## What is needed:
Show only those lines of the entries where the string "true" is found.

[Recorded data]
++++++++++

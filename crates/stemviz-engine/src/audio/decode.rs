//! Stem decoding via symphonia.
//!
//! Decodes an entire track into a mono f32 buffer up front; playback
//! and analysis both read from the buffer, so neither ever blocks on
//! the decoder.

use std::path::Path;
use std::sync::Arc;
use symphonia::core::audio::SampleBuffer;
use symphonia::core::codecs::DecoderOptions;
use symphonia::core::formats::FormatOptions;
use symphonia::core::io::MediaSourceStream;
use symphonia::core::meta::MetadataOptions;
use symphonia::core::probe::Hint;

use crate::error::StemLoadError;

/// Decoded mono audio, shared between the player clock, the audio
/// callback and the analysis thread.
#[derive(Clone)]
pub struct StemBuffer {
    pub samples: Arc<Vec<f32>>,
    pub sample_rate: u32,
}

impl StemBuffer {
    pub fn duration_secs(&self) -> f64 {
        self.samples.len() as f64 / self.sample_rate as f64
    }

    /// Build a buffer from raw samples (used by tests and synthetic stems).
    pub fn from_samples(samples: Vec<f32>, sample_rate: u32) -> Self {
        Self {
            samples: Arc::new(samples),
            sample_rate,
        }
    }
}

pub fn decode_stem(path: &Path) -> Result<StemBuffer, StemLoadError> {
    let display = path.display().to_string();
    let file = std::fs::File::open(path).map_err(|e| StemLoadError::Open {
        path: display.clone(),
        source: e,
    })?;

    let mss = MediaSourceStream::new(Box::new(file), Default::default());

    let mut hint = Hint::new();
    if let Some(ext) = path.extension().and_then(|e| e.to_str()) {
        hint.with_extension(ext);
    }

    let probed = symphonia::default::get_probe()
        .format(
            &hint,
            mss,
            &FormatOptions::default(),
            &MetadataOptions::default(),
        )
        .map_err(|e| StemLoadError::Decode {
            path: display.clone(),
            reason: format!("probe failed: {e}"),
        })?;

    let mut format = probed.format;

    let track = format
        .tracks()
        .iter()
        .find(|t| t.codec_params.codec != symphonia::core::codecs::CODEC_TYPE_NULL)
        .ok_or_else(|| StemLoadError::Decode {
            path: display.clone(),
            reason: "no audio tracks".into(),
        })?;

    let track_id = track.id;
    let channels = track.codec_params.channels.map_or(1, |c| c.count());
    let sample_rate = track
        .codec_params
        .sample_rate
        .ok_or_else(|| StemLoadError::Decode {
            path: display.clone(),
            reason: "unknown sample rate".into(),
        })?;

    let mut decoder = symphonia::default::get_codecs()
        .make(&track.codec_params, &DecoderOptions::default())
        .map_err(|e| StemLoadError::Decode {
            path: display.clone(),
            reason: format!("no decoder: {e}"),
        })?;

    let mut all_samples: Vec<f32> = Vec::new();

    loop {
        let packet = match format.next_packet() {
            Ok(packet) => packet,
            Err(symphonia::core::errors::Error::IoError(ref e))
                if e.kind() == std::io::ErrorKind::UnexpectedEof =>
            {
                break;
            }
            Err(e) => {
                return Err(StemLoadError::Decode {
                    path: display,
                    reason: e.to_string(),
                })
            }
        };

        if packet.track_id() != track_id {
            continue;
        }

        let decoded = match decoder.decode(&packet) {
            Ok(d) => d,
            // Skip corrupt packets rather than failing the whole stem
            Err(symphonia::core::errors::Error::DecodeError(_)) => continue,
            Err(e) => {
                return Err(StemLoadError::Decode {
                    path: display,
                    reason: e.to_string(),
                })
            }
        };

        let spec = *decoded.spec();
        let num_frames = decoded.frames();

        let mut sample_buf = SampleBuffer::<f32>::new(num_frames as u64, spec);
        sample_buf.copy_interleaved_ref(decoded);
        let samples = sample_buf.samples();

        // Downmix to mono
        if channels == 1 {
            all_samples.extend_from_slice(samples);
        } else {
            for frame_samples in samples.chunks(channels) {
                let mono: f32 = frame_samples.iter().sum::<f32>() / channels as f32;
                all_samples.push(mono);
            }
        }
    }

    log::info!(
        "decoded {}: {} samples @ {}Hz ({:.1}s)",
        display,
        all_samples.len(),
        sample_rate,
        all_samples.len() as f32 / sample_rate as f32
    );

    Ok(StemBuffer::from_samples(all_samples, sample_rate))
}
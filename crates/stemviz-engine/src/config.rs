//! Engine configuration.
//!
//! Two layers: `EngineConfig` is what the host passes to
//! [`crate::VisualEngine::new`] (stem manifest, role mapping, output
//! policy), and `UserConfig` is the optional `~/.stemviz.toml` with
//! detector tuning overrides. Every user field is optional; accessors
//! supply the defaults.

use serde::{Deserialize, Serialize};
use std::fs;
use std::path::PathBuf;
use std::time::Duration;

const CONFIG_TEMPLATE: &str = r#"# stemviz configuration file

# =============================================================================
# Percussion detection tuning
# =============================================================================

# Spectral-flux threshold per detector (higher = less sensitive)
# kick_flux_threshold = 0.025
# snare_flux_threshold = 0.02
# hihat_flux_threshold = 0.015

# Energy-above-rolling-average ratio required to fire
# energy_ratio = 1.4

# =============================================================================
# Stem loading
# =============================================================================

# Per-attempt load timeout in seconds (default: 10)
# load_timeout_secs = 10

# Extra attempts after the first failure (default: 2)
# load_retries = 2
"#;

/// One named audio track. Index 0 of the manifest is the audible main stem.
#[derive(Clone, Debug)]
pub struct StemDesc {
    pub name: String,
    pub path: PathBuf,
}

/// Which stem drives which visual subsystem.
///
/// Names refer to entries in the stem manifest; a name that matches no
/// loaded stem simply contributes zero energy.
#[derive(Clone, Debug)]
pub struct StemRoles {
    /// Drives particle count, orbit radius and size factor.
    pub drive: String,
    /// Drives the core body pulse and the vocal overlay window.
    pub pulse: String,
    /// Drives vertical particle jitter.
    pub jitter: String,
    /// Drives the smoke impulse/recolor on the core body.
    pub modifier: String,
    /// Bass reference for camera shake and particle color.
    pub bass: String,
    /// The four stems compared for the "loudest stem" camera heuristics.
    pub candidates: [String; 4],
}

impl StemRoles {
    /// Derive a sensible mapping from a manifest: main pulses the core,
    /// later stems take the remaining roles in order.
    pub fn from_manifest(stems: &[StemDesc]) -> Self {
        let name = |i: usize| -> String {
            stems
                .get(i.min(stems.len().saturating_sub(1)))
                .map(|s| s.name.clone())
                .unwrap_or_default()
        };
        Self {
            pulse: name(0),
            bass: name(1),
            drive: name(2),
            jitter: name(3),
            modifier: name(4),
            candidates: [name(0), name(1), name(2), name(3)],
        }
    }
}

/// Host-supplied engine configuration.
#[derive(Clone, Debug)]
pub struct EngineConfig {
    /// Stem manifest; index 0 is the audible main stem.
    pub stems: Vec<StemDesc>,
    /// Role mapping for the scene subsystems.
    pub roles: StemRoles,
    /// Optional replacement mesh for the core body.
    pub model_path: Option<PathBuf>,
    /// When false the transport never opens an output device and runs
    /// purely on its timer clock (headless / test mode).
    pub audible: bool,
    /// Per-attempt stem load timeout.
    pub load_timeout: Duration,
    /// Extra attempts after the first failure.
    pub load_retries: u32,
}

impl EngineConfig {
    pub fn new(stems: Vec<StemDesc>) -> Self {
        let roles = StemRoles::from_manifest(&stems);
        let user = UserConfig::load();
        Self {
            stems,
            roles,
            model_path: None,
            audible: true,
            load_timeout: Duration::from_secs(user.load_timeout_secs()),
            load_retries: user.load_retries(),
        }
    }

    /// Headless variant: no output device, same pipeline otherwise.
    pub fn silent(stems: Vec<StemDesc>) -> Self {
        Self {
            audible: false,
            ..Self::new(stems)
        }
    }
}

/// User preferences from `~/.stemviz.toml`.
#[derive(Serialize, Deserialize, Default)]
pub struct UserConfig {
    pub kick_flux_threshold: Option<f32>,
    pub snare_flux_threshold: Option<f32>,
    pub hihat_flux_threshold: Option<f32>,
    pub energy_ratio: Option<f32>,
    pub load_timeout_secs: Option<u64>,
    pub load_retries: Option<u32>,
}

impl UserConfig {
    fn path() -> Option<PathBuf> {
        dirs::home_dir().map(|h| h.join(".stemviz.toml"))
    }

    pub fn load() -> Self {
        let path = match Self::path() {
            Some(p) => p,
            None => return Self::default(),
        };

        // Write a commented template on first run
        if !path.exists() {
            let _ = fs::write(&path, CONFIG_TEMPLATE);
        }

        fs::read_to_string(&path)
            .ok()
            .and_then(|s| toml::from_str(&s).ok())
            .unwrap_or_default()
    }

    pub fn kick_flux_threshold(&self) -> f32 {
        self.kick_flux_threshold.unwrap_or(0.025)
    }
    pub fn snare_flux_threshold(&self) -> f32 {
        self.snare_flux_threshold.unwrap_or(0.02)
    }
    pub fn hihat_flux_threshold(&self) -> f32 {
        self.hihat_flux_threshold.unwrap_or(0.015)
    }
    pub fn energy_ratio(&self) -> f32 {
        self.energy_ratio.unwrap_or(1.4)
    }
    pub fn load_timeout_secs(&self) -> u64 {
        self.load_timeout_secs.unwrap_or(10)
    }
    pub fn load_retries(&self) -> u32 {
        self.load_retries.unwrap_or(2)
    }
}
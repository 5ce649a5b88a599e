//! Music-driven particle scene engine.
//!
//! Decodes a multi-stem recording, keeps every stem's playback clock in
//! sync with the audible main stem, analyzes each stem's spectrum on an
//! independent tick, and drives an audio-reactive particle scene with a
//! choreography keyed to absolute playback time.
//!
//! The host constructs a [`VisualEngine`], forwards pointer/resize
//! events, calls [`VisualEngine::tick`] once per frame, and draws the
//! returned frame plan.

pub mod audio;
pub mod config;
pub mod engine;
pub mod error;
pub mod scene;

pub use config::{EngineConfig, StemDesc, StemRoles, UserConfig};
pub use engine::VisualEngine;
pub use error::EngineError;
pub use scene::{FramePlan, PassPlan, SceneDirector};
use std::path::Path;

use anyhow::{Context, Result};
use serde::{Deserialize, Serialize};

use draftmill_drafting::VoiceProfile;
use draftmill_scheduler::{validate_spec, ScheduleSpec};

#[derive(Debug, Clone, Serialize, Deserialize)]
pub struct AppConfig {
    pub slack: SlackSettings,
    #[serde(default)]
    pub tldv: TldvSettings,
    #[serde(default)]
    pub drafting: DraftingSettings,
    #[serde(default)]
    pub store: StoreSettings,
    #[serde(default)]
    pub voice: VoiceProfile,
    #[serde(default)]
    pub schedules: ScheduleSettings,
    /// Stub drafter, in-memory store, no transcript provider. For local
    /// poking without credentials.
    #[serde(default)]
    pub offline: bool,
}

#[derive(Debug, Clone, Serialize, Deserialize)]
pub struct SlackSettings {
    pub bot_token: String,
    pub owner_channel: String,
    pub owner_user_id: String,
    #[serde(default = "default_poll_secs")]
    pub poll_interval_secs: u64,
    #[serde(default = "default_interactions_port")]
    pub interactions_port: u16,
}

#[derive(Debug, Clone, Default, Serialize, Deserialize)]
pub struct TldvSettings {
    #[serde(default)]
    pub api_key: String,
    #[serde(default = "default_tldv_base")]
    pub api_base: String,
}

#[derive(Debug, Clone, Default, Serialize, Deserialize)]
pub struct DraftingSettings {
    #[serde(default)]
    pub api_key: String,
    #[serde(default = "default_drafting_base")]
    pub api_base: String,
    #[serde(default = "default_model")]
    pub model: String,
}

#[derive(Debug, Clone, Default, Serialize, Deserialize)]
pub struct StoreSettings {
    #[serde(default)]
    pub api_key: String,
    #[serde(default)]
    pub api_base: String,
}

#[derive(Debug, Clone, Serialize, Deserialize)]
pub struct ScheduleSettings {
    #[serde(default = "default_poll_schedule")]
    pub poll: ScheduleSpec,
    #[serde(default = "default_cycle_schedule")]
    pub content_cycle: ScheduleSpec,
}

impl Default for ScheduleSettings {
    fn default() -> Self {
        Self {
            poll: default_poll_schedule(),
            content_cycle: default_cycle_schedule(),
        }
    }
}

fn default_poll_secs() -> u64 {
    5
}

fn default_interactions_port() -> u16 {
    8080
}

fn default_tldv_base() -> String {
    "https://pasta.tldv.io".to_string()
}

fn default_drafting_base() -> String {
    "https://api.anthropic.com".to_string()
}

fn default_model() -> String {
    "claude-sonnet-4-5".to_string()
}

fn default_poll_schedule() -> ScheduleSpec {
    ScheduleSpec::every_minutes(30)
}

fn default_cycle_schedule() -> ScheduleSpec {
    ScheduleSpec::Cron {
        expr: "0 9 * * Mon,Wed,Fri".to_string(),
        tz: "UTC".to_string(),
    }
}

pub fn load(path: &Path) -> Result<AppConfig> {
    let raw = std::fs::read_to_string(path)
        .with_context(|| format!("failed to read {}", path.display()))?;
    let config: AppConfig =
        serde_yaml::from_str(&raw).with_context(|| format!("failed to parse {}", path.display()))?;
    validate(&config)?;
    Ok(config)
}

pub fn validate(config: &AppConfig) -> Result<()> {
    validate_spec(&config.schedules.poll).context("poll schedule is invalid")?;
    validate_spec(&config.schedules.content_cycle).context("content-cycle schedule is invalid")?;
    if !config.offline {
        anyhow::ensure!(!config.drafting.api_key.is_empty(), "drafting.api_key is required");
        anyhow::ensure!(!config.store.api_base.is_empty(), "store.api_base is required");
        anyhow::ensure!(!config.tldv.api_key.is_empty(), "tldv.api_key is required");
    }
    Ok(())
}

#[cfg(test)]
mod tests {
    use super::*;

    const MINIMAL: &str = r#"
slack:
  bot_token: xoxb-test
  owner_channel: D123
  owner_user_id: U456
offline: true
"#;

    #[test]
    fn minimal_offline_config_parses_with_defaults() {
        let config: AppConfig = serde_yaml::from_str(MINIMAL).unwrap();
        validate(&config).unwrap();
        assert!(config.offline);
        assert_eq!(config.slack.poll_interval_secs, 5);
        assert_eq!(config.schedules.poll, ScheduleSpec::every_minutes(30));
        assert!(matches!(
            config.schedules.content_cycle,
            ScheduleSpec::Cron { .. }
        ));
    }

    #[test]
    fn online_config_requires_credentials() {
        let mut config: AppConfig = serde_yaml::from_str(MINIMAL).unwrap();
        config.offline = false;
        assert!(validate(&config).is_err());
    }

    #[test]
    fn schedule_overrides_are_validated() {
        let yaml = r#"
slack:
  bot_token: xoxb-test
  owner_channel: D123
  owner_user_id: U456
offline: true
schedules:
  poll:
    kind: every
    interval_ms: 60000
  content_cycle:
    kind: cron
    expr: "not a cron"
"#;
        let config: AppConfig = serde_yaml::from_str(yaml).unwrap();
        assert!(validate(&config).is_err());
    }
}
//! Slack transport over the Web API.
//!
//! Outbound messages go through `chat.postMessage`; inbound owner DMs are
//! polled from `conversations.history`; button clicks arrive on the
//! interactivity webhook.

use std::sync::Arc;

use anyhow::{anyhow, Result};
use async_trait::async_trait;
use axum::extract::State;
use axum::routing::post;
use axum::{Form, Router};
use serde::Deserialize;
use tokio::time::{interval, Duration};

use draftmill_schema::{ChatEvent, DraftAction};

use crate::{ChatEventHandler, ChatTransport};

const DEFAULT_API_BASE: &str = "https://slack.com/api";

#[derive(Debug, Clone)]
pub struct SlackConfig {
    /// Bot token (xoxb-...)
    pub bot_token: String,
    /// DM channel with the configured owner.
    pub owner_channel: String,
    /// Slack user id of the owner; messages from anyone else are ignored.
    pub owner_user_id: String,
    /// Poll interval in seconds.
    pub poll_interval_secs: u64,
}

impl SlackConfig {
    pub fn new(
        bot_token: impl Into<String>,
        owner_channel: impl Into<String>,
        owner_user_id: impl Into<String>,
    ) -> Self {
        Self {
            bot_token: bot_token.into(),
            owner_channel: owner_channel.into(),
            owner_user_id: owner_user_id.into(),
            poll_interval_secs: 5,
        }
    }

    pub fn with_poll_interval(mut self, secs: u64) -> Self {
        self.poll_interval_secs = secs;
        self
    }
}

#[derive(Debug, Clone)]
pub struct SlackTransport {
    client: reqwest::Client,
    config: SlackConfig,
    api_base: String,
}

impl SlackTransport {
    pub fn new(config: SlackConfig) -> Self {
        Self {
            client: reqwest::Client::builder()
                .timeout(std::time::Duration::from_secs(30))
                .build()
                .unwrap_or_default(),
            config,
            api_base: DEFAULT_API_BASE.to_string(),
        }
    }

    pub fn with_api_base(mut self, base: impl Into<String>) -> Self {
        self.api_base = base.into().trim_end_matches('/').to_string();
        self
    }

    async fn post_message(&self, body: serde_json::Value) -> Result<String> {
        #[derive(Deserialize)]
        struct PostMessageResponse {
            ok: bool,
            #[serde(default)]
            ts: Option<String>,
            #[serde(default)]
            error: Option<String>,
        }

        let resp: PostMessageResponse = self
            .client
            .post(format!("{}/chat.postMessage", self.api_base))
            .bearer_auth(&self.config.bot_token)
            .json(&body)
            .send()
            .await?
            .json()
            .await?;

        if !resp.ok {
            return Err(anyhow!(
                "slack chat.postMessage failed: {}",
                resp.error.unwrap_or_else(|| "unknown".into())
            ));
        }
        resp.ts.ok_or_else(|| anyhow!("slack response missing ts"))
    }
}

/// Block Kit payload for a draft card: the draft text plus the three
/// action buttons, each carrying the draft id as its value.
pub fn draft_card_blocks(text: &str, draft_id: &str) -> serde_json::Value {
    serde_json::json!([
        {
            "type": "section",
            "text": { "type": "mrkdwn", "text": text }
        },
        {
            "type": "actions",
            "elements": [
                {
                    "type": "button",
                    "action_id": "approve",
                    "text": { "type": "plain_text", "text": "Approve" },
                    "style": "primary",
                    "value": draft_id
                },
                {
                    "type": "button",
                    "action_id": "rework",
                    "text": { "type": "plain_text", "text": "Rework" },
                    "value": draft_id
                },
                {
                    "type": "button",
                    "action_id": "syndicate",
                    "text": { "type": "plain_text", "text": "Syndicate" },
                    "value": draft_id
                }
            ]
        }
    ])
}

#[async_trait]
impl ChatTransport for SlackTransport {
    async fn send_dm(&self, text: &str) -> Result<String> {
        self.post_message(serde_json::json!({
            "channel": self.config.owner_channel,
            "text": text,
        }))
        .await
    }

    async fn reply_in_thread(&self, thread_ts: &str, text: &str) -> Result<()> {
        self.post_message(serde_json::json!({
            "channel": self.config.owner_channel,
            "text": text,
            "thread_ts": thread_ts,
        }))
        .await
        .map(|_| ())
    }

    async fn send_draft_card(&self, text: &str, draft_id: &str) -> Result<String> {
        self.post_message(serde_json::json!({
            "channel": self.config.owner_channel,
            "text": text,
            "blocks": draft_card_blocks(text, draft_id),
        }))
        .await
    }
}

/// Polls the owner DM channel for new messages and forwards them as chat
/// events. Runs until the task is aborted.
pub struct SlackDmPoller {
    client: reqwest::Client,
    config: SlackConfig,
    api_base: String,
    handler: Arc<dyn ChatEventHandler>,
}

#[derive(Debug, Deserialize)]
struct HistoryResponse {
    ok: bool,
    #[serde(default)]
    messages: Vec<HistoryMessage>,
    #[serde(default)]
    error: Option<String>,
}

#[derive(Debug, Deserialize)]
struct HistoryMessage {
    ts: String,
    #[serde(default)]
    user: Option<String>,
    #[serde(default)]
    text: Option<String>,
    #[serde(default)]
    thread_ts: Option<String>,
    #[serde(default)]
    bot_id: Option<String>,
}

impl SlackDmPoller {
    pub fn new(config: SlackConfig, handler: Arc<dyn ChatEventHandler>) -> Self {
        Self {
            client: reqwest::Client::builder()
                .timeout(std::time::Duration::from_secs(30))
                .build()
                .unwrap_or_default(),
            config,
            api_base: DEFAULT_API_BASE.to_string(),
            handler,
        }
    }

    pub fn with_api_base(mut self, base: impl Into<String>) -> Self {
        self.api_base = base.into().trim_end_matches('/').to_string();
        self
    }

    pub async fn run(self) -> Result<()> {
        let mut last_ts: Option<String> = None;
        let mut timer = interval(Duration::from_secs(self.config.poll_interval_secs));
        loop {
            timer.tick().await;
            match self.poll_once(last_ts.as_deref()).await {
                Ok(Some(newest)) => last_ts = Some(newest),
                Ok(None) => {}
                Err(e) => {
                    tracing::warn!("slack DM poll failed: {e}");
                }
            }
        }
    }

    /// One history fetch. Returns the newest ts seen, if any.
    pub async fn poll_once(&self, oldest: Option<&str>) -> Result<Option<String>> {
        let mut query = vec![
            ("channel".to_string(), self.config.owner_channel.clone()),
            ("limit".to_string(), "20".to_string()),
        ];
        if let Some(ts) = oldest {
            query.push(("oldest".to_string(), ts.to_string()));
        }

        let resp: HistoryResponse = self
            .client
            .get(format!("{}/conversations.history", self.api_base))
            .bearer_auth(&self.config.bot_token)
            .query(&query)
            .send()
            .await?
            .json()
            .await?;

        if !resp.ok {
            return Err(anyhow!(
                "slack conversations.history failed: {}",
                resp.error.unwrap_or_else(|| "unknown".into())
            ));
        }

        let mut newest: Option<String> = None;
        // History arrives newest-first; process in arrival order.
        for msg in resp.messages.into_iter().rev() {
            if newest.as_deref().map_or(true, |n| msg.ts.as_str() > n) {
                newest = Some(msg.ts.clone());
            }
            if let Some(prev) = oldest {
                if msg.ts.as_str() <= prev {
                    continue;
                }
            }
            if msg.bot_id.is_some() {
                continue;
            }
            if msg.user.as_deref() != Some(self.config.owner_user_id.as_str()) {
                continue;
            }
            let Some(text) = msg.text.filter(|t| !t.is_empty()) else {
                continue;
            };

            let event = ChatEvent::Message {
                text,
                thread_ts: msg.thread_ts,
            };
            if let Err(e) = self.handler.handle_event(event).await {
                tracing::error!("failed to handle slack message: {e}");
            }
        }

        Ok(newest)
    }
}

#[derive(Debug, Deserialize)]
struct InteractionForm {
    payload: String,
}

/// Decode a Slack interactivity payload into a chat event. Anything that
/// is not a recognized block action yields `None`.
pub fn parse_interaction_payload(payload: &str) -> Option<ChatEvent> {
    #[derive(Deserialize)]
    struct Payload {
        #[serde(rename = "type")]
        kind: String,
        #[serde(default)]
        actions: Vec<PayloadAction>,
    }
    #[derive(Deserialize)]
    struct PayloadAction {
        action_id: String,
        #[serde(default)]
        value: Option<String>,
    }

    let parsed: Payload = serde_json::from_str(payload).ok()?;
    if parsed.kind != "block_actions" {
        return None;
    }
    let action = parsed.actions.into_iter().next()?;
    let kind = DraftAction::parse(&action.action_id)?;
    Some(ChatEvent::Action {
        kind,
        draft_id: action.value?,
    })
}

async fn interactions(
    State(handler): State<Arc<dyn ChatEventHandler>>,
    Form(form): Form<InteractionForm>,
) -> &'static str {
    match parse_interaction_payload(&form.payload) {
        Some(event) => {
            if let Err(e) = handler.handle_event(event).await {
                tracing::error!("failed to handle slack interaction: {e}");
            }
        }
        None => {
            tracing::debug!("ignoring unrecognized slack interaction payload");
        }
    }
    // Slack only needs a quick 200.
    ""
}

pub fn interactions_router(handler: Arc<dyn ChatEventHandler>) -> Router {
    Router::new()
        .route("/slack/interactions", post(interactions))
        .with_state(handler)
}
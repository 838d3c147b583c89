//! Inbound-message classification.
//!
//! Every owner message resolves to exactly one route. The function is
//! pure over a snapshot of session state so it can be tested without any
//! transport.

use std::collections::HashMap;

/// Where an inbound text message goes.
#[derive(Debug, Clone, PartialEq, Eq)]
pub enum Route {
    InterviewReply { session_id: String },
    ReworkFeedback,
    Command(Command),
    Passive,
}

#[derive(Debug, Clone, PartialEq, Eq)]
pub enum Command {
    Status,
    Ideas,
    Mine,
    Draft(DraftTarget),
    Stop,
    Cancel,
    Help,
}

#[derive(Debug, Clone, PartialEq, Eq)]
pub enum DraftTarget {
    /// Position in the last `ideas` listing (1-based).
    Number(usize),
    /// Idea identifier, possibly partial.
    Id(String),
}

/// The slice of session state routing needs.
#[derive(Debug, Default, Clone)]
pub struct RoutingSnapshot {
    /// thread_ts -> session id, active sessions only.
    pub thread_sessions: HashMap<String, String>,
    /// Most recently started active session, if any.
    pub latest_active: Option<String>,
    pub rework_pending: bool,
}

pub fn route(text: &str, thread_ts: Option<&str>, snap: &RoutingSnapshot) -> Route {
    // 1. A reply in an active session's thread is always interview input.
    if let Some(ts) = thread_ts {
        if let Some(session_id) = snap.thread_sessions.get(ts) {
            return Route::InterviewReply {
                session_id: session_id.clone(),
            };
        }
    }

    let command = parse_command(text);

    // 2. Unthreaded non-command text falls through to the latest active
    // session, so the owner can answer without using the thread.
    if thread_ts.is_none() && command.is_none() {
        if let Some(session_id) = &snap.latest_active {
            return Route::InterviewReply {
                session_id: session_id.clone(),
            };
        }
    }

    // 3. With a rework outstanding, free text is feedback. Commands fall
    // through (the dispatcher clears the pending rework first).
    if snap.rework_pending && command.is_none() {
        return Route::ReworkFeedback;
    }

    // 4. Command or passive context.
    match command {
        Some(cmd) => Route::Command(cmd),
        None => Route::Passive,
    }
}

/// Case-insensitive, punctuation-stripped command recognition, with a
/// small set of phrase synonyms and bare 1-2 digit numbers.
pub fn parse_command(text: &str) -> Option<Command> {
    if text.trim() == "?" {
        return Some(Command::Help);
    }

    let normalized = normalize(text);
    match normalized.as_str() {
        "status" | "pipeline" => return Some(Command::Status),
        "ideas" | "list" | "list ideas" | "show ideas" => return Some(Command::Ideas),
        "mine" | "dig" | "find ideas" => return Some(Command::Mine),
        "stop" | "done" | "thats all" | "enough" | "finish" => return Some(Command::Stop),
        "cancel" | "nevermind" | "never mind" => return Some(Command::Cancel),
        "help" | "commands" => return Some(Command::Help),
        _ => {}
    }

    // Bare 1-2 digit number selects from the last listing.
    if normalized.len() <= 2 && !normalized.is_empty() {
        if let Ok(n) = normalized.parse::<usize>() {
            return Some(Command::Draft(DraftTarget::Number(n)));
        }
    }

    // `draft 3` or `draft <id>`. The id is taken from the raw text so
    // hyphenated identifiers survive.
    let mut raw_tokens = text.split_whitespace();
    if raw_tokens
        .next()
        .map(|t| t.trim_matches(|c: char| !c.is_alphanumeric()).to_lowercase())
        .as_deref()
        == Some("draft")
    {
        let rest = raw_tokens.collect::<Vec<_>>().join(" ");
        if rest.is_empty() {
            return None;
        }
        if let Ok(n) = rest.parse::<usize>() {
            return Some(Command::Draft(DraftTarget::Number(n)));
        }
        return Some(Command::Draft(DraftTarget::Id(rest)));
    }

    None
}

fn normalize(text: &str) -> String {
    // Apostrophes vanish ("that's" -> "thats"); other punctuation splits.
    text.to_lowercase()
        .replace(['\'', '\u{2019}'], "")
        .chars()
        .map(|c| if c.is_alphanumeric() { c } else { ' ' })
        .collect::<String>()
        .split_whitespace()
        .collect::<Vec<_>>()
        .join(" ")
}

++++++++++

## Solution below:
            audible: true,
offline: true
offline: true
            if newest.as_deref().map_or(true, |n| msg.ts.as_str() > n) {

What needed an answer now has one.